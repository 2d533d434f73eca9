//! Account profile entity

use std::cmp::Ordering;

use serde::{Deserialize, Serialize};

use super::validation::{
    validate_description, validate_email, validate_first_name, validate_last_name,
    validate_phone, ProfileValidationError,
};
use crate::domain::account::Account;
use crate::domain::utils::{format_name, user_profile_media};

/// Image used when a profile has no picture of its own
pub const DEFAULT_PROFILE_PIC: &str = "accounts/profile_image.png";

/// Editable personal information of a profile
#[derive(Debug, Clone, PartialEq, Eq, Serialize, Deserialize)]
pub struct ProfileDetails {
    pub first_name: String,
    pub last_name: String,
    pub email: String,
    #[serde(default)]
    pub phone: Option<String>,
    #[serde(default)]
    pub description: Option<String>,
    #[serde(default)]
    pub is_public: bool,
}

impl ProfileDetails {
    /// Check every field against the profile rules
    pub fn validate(&self) -> Result<(), ProfileValidationError> {
        validate_first_name(&self.first_name)?;
        validate_last_name(&self.last_name)?;
        validate_email(&self.email)?;

        if let Some(phone) = self.phone.as_deref().filter(|p| !p.is_empty()) {
            validate_phone(phone)?;
        }

        if let Some(description) = &self.description {
            validate_description(description)?;
        }

        Ok(())
    }
}

/// Personal information associated with an [`Account`]
///
/// Holds the user's name, contact information, public visibility and
/// profile picture. Exactly one profile exists per account and it is
/// deleted with the account.
#[derive(Debug, Clone, PartialEq, Eq, Serialize, Deserialize)]
pub struct AccountProfile {
    /// Username of the owning account
    account: String,
    /// Profile link, always the owning account's slug
    slug: String,
    first_name: String,
    last_name: String,
    email: String,
    #[serde(skip_serializing_if = "Option::is_none")]
    phone: Option<String>,
    is_public: bool,
    #[serde(skip_serializing_if = "Option::is_none")]
    description: Option<String>,
    #[serde(skip_serializing_if = "Option::is_none")]
    profile_pic: Option<String>,
}

impl AccountProfile {
    /// Create a profile for `account`
    pub fn new(account: &Account, details: ProfileDetails) -> Self {
        Self {
            account: account.username().to_string(),
            slug: account.slug().to_string(),
            first_name: details.first_name,
            last_name: details.last_name,
            email: details.email,
            phone: details.phone.filter(|p| !p.is_empty()),
            is_public: details.is_public,
            description: details.description,
            profile_pic: Some(DEFAULT_PROFILE_PIC.to_string()),
        }
    }

    /// Rebuild a profile from persisted state
    pub fn restore(
        account: impl Into<String>,
        slug: impl Into<String>,
        details: ProfileDetails,
        profile_pic: Option<String>,
    ) -> Self {
        Self {
            account: account.into(),
            slug: slug.into(),
            first_name: details.first_name,
            last_name: details.last_name,
            email: details.email,
            phone: details.phone,
            is_public: details.is_public,
            description: details.description,
            profile_pic,
        }
    }

    // Getters

    pub fn account(&self) -> &str {
        &self.account
    }

    pub fn slug(&self) -> &str {
        &self.slug
    }

    pub fn first_name(&self) -> &str {
        &self.first_name
    }

    pub fn last_name(&self) -> &str {
        &self.last_name
    }

    pub fn email(&self) -> &str {
        &self.email
    }

    pub fn phone(&self) -> Option<&str> {
        self.phone.as_deref()
    }

    pub fn is_public(&self) -> bool {
        self.is_public
    }

    pub fn description(&self) -> Option<&str> {
        self.description.as_deref()
    }

    pub fn profile_pic(&self) -> Option<&str> {
        self.profile_pic.as_deref()
    }

    pub fn details(&self) -> ProfileDetails {
        ProfileDetails {
            first_name: self.first_name.clone(),
            last_name: self.last_name.clone(),
            email: self.email.clone(),
            phone: self.phone.clone(),
            description: self.description.clone(),
            is_public: self.is_public,
        }
    }

    /// First initial and formatted last name, e.g. `"N User"`
    pub fn short_name(&self) -> String {
        let initial: String = self
            .first_name
            .chars()
            .next()
            .map(|c| c.to_uppercase().collect())
            .unwrap_or_default();

        format!("{} {}", initial, format_name(&self.last_name))
    }

    /// Formatted first and last name, e.g. `"Normal User"`
    pub fn full_name(&self) -> String {
        format!(
            "{} {}",
            format_name(&self.first_name),
            format_name(&self.last_name)
        )
    }

    /// Path of the profile detail page
    pub fn absolute_url(&self) -> String {
        format!("/profiles/{}/", self.slug)
    }

    /// Storage path for an uploaded profile picture
    pub fn profile_pic_upload_path(&self, filename: &str) -> String {
        user_profile_media(&self.account, filename)
    }

    // Mutators

    /// Replace the editable fields
    pub fn set_details(&mut self, details: ProfileDetails) {
        self.first_name = details.first_name;
        self.last_name = details.last_name;
        self.email = details.email;
        self.phone = details.phone.filter(|p| !p.is_empty());
        self.description = details.description;
        self.is_public = details.is_public;
    }

    pub fn set_profile_pic(&mut self, path: Option<String>) {
        self.profile_pic = path;
    }

    /// Refresh the slug from the owning account; run before every save
    pub fn sync_slug(&mut self, account: &Account) {
        self.account = account.username().to_string();
        self.slug = account.slug().to_string();
    }

    /// Default ordering: `last_name`, then `first_name`
    pub fn ordering(a: &AccountProfile, b: &AccountProfile) -> Ordering {
        a.last_name
            .cmp(&b.last_name)
            .then_with(|| a.first_name.cmp(&b.first_name))
    }
}

impl std::fmt::Display for AccountProfile {
    fn fmt(&self, f: &mut std::fmt::Formatter<'_>) -> std::fmt::Result {
        write!(f, "{}", self.account)
    }
}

★ ★ ★ ★ ★ ★ ★

*Required action*
Check each line of the listing for "domain". Show those that have it.

*Finished exercise*
use crate::domain::account::Account;
use crate::domain::utils::{format_name, user_profile_media};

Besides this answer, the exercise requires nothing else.